In law, a motion for a writ of coram nobis (or error coram nobis, from the Latin "in our presence", usually translated in context as "the error before us") is a petition to the court in its capacity of a Court of Equity to correct a previous error "of the most fundamental character" to "achieve justice" where "no other remedy" is available. A coram nobis petition applies to persons who have already been convicted and have served their sentence. It may seek to remove probation requirements or restrictions, eliminate payment or obtain refund of court imposed fines, restore voting rights and gun ownership, improve employment and credit potential, remove a public stigma, and so forth, in order to restore so far as possible the erroneously convicted party to a pre-conviction state. Motions may be filed by heirs at law even after the original person is deceased. Such motions cannot be used to address issues of law previously ruled upon by the court but only to address errors of fact that were not known at time of trial or were knowingly withheld during and after trial from judges and defendants by prosecutors, and which might have altered the verdict were they presented at the trial. One relatively well-known example was in regard to the Supreme Court case Korematsu v. United States (1944), which upheld a conviction pertaining to the World War II Japanese American internment. In 1984, a federal district court judge granted a writ of coram nobis, overturning the conviction. See Korematsu v. United States, 584 F. Supp. 1406, 1984 U.S. Dist. LEXIS 17410. Another example of the use of coram nobis is in the Alger Hiss case.

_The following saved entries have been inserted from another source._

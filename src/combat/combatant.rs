use std::fmt;

use rand::Rng;
use serde::{Deserialize, Serialize};

use crate::combat::dice::Weapon;

#[derive(Debug, Clone, Copy, PartialEq, Eq, Hash, PartialOrd, Ord, Serialize, Deserialize)]
#[serde(rename_all = "snake_case")]
pub enum Team {
    /// Player characters.
    Players,
    /// Non-player characters.
    Opponents,
}

impl Team {
    pub const ALL: [Team; 2] = [Team::Players, Team::Opponents];

    pub fn opposing(self) -> Team {
        match self {
            Self::Players => Self::Opponents,
            Self::Opponents => Self::Players,
        }
    }

    pub fn label(self) -> &'static str {
        match self {
            Self::Players => "PCs",
            Self::Opponents => "NPCs",
        }
    }
}

impl fmt::Display for Team {
    fn fmt(&self, f: &mut fmt::Formatter<'_>) -> fmt::Result {
        write!(f, "{}", self.label())
    }
}

/// One participant in a battle. Player and opponent sides share this type and
/// differ only by [Team].
#[derive(Debug, Clone, PartialEq, Serialize)]
pub struct Combatant {
    pub name: String,
    pub team: Team,
    pub max_hp: i64,
    /// May drop below zero; liveness is `hp > 0`.
    pub hp: i64,
    pub defense: u32,
    pub weapon: Weapon,
    /// Damage dealt across every battle this instance took part in.
    pub total_damage_dealt: u64,
    /// Damage dealt since the last [Combatant::reset].
    pub current_battle_damage: u64,
}

impl Combatant {
    pub fn new(name: impl Into<String>, team: Team, max_hp: i64, defense: u32, weapon: Weapon) -> Self {
        Self {
            name: name.into(),
            team,
            max_hp,
            hp: max_hp,
            defense,
            weapon,
            total_damage_dealt: 0,
            current_battle_damage: 0,
        }
    }

    pub fn reset(&mut self) {
        self.hp = self.max_hp;
        self.current_battle_damage = 0;
    }

    pub fn is_alive(&self) -> bool {
        self.hp > 0
    }

    /// Flat subtraction. Defense was already spent by the resolution rule.
    pub fn take_damage(&mut self, amount: u32) -> u32 {
        self.hp -= i64::from(amount);
        amount
    }

    pub fn record_damage_dealt(&mut self, amount: u32) {
        self.total_damage_dealt += u64::from(amount);
        self.current_battle_damage += u64::from(amount);
    }

    pub fn roll_attack<R: Rng + ?Sized>(&self, rng: &mut R) -> Vec<u32> {
        self.weapon.roll(rng)
    }
}

#[cfg(test)]
mod tests {
    use super::*;
    use crate::combat::rng::seeded;

    fn goblin() -> Combatant {
        Combatant::new("Goblin", Team::Opponents, 7, 3, Weapon::from_spec("1d6", Vec::<String>::new()))
    }

    #[test]
    fn take_damage_subtracts_without_floor() {
        let mut c = goblin();
        assert_eq!(c.take_damage(5), 5);
        assert_eq!(c.hp, 2);
        assert!(c.is_alive());
        assert_eq!(c.take_damage(4), 4);
        assert_eq!(c.hp, -2);
        assert!(!c.is_alive());
    }

    #[test]
    fn zero_hp_is_dead() {
        let mut c = goblin();
        c.take_damage(7);
        assert_eq!(c.hp, 0);
        assert!(!c.is_alive());
    }

    #[test]
    fn reset_is_idempotent() {
        let mut c = goblin();
        c.take_damage(9);
        c.record_damage_dealt(3);
        c.reset();
        c.reset();
        assert_eq!(c.hp, c.max_hp);
        assert_eq!(c.current_battle_damage, 0);
        assert_eq!(c.total_damage_dealt, 3, "lifetime total survives reset");
    }

    #[test]
    fn roll_attack_uses_weapon_pool() {
        let mut rng = seeded(3);
        assert_eq!(goblin().roll_attack(&mut rng).len(), 1);
        let unarmed = Combatant::new("Monk", Team::Players, 10, 2, Weapon::from_spec("fists", Vec::<String>::new()));
        assert!(unarmed.roll_attack(&mut rng).is_empty());
    }

    #[test]
    fn teams_oppose_each_other() {
        assert_eq!(Team::Players.opposing(), Team::Opponents);
        assert_eq!(Team::Opponents.opposing(), Team::Players);
    }
}
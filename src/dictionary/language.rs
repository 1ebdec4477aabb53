use serde::Serialize;
use std::fmt;
use std::str::FromStr;

/// Languages the service has word lists for
#[derive(Debug, Clone, Copy, PartialEq, Eq, Hash, Serialize)]
#[serde(rename_all = "lowercase")]
pub enum Language {
    Korean,
    English,
    Italian,
    French,
    German,
    Spanish,
}

impl Language {
    /// Every supported language, in the order used for listings and error messages
    pub const ALL: [Language; 6] = [
        Language::Korean,
        Language::English,
        Language::Italian,
        Language::French,
        Language::German,
        Language::Spanish,
    ];

    pub fn as_str(&self) -> &'static str {
        match self {
            Language::Korean => "korean",
            Language::English => "english",
            Language::Italian => "italian",
            Language::French => "french",
            Language::German => "german",
            Language::Spanish => "spanish",
        }
    }

    /// Name of the word list file backing this language
    pub fn file_name(&self) -> String {
        format!("{}.txt", self.as_str())
    }

    /// Comma separated list of supported names, e.g. "korean, english, ..."
    pub fn supported_list() -> String {
        Self::ALL
            .iter()
            .map(Language::as_str)
            .collect::<Vec<_>>()
            .join(", ")
    }
}

impl fmt::Display for Language {
    fn fmt(&self, f: &mut fmt::Formatter<'_>) -> fmt::Result {
        f.write_str(self.as_str())
    }
}

#[derive(Debug, Clone, PartialEq, Eq)]
pub struct UnknownLanguage(pub String);

impl FromStr for Language {
    type Err = UnknownLanguage;

    fn from_str(s: &str) -> Result<Self, Self::Err> {
        Self::ALL
            .into_iter()
            .find(|lang| lang.as_str() == s)
            .ok_or_else(|| UnknownLanguage(s.to_string()))
    }
}

#[cfg(test)]
mod tests {
    use super::*;

    #[test]
    fn test_parse_round_trips_every_language() {
        for lang in Language::ALL {
            assert_eq!(lang.as_str().parse::<Language>(), Ok(lang));
        }
    }

    #[test]
    fn test_parse_is_exact_match() {
        // Path segments are matched verbatim, not case-folded
        assert!("English".parse::<Language>().is_err());
        assert!(" english".parse::<Language>().is_err());
        assert_eq!(
            "xx".parse::<Language>(),
            Err(UnknownLanguage("xx".to_string()))
        );
    }

    #[test]
    fn test_supported_list_order() {
        assert_eq!(
            Language::supported_list(),
            "korean, english, italian, french, german, spanish"
        );
    }

    #[test]
    fn test_file_name() {
        assert_eq!(Language::German.file_name(), "german.txt");
    }
}
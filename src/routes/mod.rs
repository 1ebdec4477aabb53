pub mod health;
pub mod languages;
pub mod words;

use std::sync::Arc;

use axum::{routing::get, Router};

use crate::AppState;

pub fn create_routes() -> Router<Arc<AppState>> {
    Router::new()
        .route("/health", get(health::health_check))
        .nest("/api", api_routes())
}

fn api_routes() -> Router<Arc<AppState>> {
    Router::new()
        .route("/words/{language}", get(words::get_words))
        .route("/languages", get(languages::list_languages))
}
pub mod error;
pub mod params;
pub mod sampler;

pub use error::QueryError;
pub use params::WordFilter;

use rand::Rng;

use crate::dictionary::{language::UnknownLanguage, DictionaryStore, Language};

/// Look up words for `language` matching the raw query values.
///
/// Validation order is fixed: language, dictionary presence, chars, length,
/// limit. The first failure is returned. When more words match than `limit`
/// allows, a uniform random subset is drawn from `rng`.
pub fn query<R: Rng + ?Sized>(
    store: &DictionaryStore,
    language: &str,
    chars_raw: Option<&str>,
    length_raw: Option<&str>,
    limit_raw: Option<&str>,
    rng: &mut R,
) -> Result<Vec<String>, QueryError> {
    let lang: Language = language
        .parse()
        .map_err(|UnknownLanguage(name)| QueryError::UnsupportedLanguage(name))?;

    let words = store
        .lookup(lang)
        .ok_or(QueryError::DictionaryUnavailable(lang))?;

    let filter = WordFilter::parse(chars_raw, length_raw, limit_raw)?;

    let candidates: Vec<String> = words
        .iter()
        .filter(|word| filter.matches(word))
        .cloned()
        .collect();

    tracing::debug!(
        language = %lang,
        candidates = candidates.len(),
        limit = filter.limit,
        "Filtered word list"
    );

    Ok(sampler::sample(candidates, filter.limit, rng))
}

In 1982, a petition by Hiss for a writ of coram nobis was denied. See In re Hiss, 542 F. Supp. 973, 1982 U.S. Dist. LEXIS 13963.
Criteria
The state of Arkansas Supreme Court has explained the criteria for granting the writ in that state:
- A writ of error coram nobis is an extraordinarily rare remedy, known more for its denial than its approval.
- The writ is allowed only under compelling circumstances to achieve justice and to address errors of the most fundamental nature.
- The only reasons for issuing such a writ (in the case of Criminal Appeals) is "in one of four categories: (1) insanity at the time of trial; (2) a coerced guilty plea; (3) material evidence withheld by the prosecutor; or (4) a third-party confession to the crime that occurs during the time between conviction and appeal."
- Coram nobis proceedings are attended by a strong presumption that the original judgment was valid.
- Although there is no specific time limit for seeking a writ of error coram nobis, due diligence is required in making an application for relief; in the absence of a valid excuse for delay, the petition will be denied.
- With regard to seeking a writ of error coram nobis, due diligence requires that (1) the defendant be unaware of the fact at the time of trial; (2) he could not, in the exercise of due diligence, have presented the fact at trial; or (3) upon discovering the fact, he did not delay bringing the petition.
- The supreme court does not lightly overrule cases and applies a strong presumption in favor of the validity of prior decisions; as a matter of public policy, it is necessary to uphold prior decisions unless a great injury or injustice would result.
- A mere claim of newly discovered evidence in itself is not a basis for relief under coram nobis; the petitioner must show that a fundamental error occurred, such that the facts as alleged as grounds for its issuance are such that there is a reasonable probability that the judgment of conviction would not have been rendered or would have been prevented had the exculpatory evidence been disclosed at trial, not that the newly discovered evidence might have produced a different result had it been known to judge and jury.
- It is the petitioner's burden to show that a writ of error coram nobis was warranted; the supreme court would not undertake to reinvest jurisdiction in the trial court just for the purpose of allowing petitioner to conduct a "fishing expedition."